Click to view full size!


I had about 1 and a half hours to take a crack at building the Ultimaker on Friday, I managed to assemble the frame and install the stepper motors and limit switches.

The lasered wood had a few burrs and splinters here and there but nothing major, it was a bit like a light fir and wasn't substantial enough to actually stab into your skin and give you grief. A minor scrape with a blunt metal edge (like the back of the box cutter) and it's all cleaned up. They do recommend you give the parts a light sand though.

The quality of the wood is very good, as is the overall laser cutting of the wood, they've obviously tuned the process fairly meticulously here.

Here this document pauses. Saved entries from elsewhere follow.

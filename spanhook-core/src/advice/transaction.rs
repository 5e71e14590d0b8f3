//! Generic root-transaction advice.
//!
//! Wraps a unit so each outermost call becomes a transaction: the entry hook
//! starts and activates a root transaction when the thread has nothing
//! active, the exit hook records the result and any failure, deactivates and
//! ends it. Nested calls (something already active) do not start a second
//! root.

use serde_json::Value;
use std::sync::Arc;
use tracing::{debug, warn};

use super::{EntryFrame, EntryHook, ExitFrame, ExitHook, Failure};
use crate::cache::ScopedCache;
use crate::context::ContextRef;
use crate::descriptor::DescriptorBuilder;
use crate::scope::ModuleScope;

type NameFn = Arc<dyn Fn(&[Value]) -> Option<String> + Send + Sync>;
type ResultFn = Arc<dyn Fn(&Value, Option<&Failure>) -> Option<String> + Send + Sync>;
type VersionFn = Arc<dyn Fn(&ModuleScope) -> Option<String> + Send + Sync>;

pub struct TransactionAdvice {
    transaction_type: String,
    framework_name: Option<String>,
    name_from: Option<NameFn>,
    result_from: Option<ResultFn>,
    version_from: Option<VersionFn>,
    versions: ScopedCache<String>,
}

impl TransactionAdvice {
    pub fn new(transaction_type: impl Into<String>) -> Self {
        Self {
            transaction_type: transaction_type.into(),
            framework_name: None,
            name_from: None,
            result_from: None,
            version_from: None,
            versions: ScopedCache::new(),
        }
    }

    pub fn framework(mut self, name: impl Into<String>) -> Self {
        self.framework_name = Some(name.into());
        self
    }

    /// Derive the transaction name from the call arguments
    pub fn name_from<F>(mut self, f: F) -> Self
    where
        F: Fn(&[Value]) -> Option<String> + Send + Sync + 'static,
    {
        self.name_from = Some(Arc::new(f));
        self
    }

    /// Name the transaction after a string argument
    pub fn name_from_arg(self, index: usize) -> Self {
        self.name_from(move |args| {
            args.get(index)
                .and_then(Value::as_str)
                .map(str::to_string)
        })
    }

    /// Derive the transaction result from the return value or failure
    pub fn result_from<F>(mut self, f: F) -> Self
    where
        F: Fn(&Value, Option<&Failure>) -> Option<String> + Send + Sync + 'static,
    {
        self.result_from = Some(Arc::new(f));
        self
    }

    /// Resolve the framework version from the owning scope, once per scope
    pub fn version_from<F>(mut self, f: F) -> Self
    where
        F: Fn(&ModuleScope) -> Option<String> + Send + Sync + 'static,
    {
        self.version_from = Some(Arc::new(f));
        self
    }

    /// Read the framework version from `group:artifact` packaging metadata
    pub fn version_from_packaging(self, group_id: &str, artifact_id: &str) -> Self {
        let group_id = group_id.to_string();
        let artifact_id = artifact_id.to_string();
        self.version_from(move |scope| scope.version_of(&group_id, &artifact_id))
    }

    /// Framework version for `scope`, memoized including "no version found"
    pub fn framework_version(&self, scope: Option<&Arc<ModuleScope>>) -> Option<String> {
        let (resolve, scope) = match (self.version_from.as_ref(), scope) {
            (Some(resolve), Some(scope)) => (resolve, scope),
            _ => return None,
        };
        self.versions.get_or_compute(scope, || {
            let version = resolve(scope);
            debug!(scope = scope.name(), version = ?version, "Resolved framework version");
            version
        })
    }

    /// Hook pair sharing this advice
    pub fn hooks(self: &Arc<Self>) -> (EntryHook, ExitHook) {
        let entry = Arc::clone(self);
        let exit = Arc::clone(self);
        let on_enter: EntryHook = Arc::new(move |frame: &mut EntryFrame<'_>| entry.on_enter(frame));
        let on_exit: ExitHook = Arc::new(move |frame: &mut ExitFrame<'_>| exit.on_exit(frame));
        (on_enter, on_exit)
    }

    /// Attach this advice's hooks to a descriptor
    pub fn apply_to(self, builder: DescriptorBuilder) -> DescriptorBuilder {
        builder.hooks(Arc::new(self).hooks())
    }

    fn on_enter(&self, frame: &mut EntryFrame<'_>) -> anyhow::Result<()> {
        let signature = frame.unit().simple_signature();
        if let Some(active) = frame.tracer().active() {
            debug!(
                "Not creating transaction for method {} because there is already a transaction running ({})",
                signature, active
            );
            return Ok(());
        }

        let name = match &self.name_from {
            Some(name_from) => name_from(frame.args()).unwrap_or_else(|| {
                warn!(
                    "Cannot name transaction for {}: naming argument is absent; using the method signature",
                    signature
                );
                signature.clone()
            }),
            None => signature.clone(),
        };

        let Some(transaction) = frame.tracer().start_root_transaction() else {
            return Ok(());
        };
        transaction
            .with_name(name)
            .with_type(self.transaction_type.clone())
            .set_framework_version(self.framework_version(frame.unit().scope.as_ref()));
        if let Some(framework) = &self.framework_name {
            transaction.set_framework_name(framework.clone());
        }
        transaction.activate();
        debug!(
            span_id = %transaction.span_id(),
            "Created transaction {} for method {}",
            transaction,
            signature
        );
        frame.set_local(transaction);
        Ok(())
    }

    fn on_exit(&self, frame: &mut ExitFrame<'_>) -> anyhow::Result<()> {
        let Some(transaction) = frame.take_local::<ContextRef>() else {
            return Ok(());
        };
        if let Some(result_from) = &self.result_from {
            if let Some(result) = result_from(frame.return_value(), frame.thrown()) {
                transaction.with_result_if_unset(result);
            }
        }
        transaction
            .capture_exception(frame.thrown())
            .deactivate()
            .end();
        Ok(())
    }
}

impl std::fmt::Debug for TransactionAdvice {
    fn fmt(&self, f: &mut std::fmt::Formatter<'_>) -> std::fmt::Result {
        f.debug_struct("TransactionAdvice")
            .field("transaction_type", &self.transaction_type)
            .field("framework_name", &self.framework_name)
            .finish_non_exhaustive()
    }
}
#[cfg(test)]
mod tests {
    use super::*;
    use crate::context::{active_context, MemoryReporter};

    fn memory() -> (Arc<MemoryReporter>, Arc<dyn Reporter>) {
        let reporter = Arc::new(MemoryReporter::new());
        let dynamic: Arc<dyn Reporter> = reporter.clone();
        (reporter, dynamic)
    }

    #[test]
    fn test_span_id_format() {
        let id = generate_span_id();
        assert_eq!(id.len(), 16);
        assert!(id.chars().all(|c| c.is_ascii_hexdigit()));
        assert_ne!(id, generate_span_id());
    }

    #[test]
    fn test_lifecycle_reports_once() {
        let (records, reporter) = memory();
        let tx = TraceContext::new_root(reporter);
        assert_eq!(tx.state(), ContextState::Created);

        tx.with_name("Job#execute").with_type("scheduled").activate();
        assert_eq!(tx.state(), ContextState::Active);
        assert!(Arc::ptr_eq(&active_context().unwrap(), &tx));

        tx.deactivate().end();
        tx.end();

        assert_eq!(tx.state(), ContextState::Ended);
        assert_eq!(records.len(), 1);
        let record = &records.records()[0];
        assert_eq!(record.name, "Job#execute");
        assert_eq!(record.outcome, Outcome::Success);
        assert!(active_context().is_none());
    }

    #[test]
    fn test_active_context_stays_on_its_thread() {
        let (_, reporter) = memory();
        let tx = TraceContext::new_root(reporter);
        tx.activate();

        let shared = Arc::clone(&tx);
        let seen_elsewhere = std::thread::spawn(move || {
            shared.activate();
            active_context().is_some()
        })
        .join()
        .unwrap();

        assert!(!seen_elsewhere);
        assert!(activation::is_active_on_current_thread(&tx));
        tx.deactivate().end();
    }

    #[test]
    fn test_deactivated_context_can_move_threads() {
        let (records, reporter) = memory();
        let tx = TraceContext::new_root(reporter);
        tx.activate().deactivate();

        let shared = Arc::clone(&tx);
        let depth = std::thread::spawn(move || {
            shared.activate();
            let depth = activation::activation_depth();
            shared.deactivate().end();
            depth
        })
        .join()
        .unwrap();

        assert_eq!(depth, 1);
        assert_eq!(records.len(), 1);
    }

    #[test]
    fn test_result_if_unset_does_not_override() {
        let (_, reporter) = memory();
        let tx = TraceContext::new_root(reporter);
        tx.with_result_if_unset("success");
        tx.with_result_if_unset("other");
        assert_eq!(tx.result().as_deref(), Some("success"));

        tx.with_result("explicit");
        assert_eq!(tx.result().as_deref(), Some("explicit"));
    }

    #[test]
    fn test_capture_exception_null_is_noop() {
        let (records, reporter) = memory();
        let tx = TraceContext::new_root(reporter);
        tx.capture_exception(None);
        assert!(tx.failure().is_none());

        let first = Failure::new("IllegalStateException", "first");
        tx.capture_exception(Some(&first))
            .capture_exception(Some(&Failure::new("Other", "second")))
            .end();

        assert_eq!(tx.failure(), Some(first));
        assert_eq!(records.records()[0].outcome, Outcome::Failure);
    }

    #[test]
    fn test_end_while_active_cleans_stack() {
        let (records, reporter) = memory();
        let tx = TraceContext::new_root(reporter);
        tx.activate().end();

        assert!(active_context().is_none());
        assert_eq!(records.len(), 1);
    }

    #[test]
    fn test_activate_after_end_is_ignored() {
        let (_, reporter) = memory();
        let tx = TraceContext::new_root(reporter);
        tx.end();
        tx.activate();

        assert_eq!(tx.state(), ContextState::Ended);
        assert!(active_context().is_none());
    }

    #[test]
    fn test_child_links_to_parent() {
        let (_, reporter) = memory();
        let tx = TraceContext::new_root(Arc::clone(&reporter));
        let child = TraceContext::new_child(&tx, reporter);

        assert_eq!(child.kind(), ContextKind::Span);
        assert_eq!(child.trace_id(), tx.trace_id());
        assert_eq!(child.parent_span_id(), Some(tx.span_id()));
        assert!(Arc::ptr_eq(&child.parent().unwrap(), &tx));

        drop(tx);
        assert!(child.parent().is_none());
    }

    #[test]
    fn test_record_serializes_timestamp_as_rfc3339() {
        let (records, reporter) = memory();
        let tx = TraceContext::new_root(reporter);
        tx.with_name("GET /").with_label("route", "/").end();

        let json = serde_json::to_value(&records.records()[0]).unwrap();
        assert_eq!(json["kind"], "transaction");
        assert_eq!(json["labels"]["route"], "/");
        assert!(json["timestamp"].as_str().unwrap().contains('T'));
        assert!(json.get("parent_span_id").is_none());
    }
}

In hindsight perhaps painting the wood might have been a good idea, because for this kit anyway ( I note that on their site they now have examples made of coloured wood ) the wood is basically as is. Although it is marine ply which is meant to be moisture resistant, but certainly any accidental spills on this machine are probably not going to go away if you don't paint it.

Day 2


Click to view full size!


Click to view full size!


The keen eyed of you will see the little brown bits stuck to the bearings. I at first thought that it might have been just some excess grease muck that was inside the bearing tubes (see right) - there's 10 of these 604's in the machine) but as I found out rather disturbingly, it's actually dirt that's stuck on the bearings. Bearings and sand mixed in grease is a most displeasing sight.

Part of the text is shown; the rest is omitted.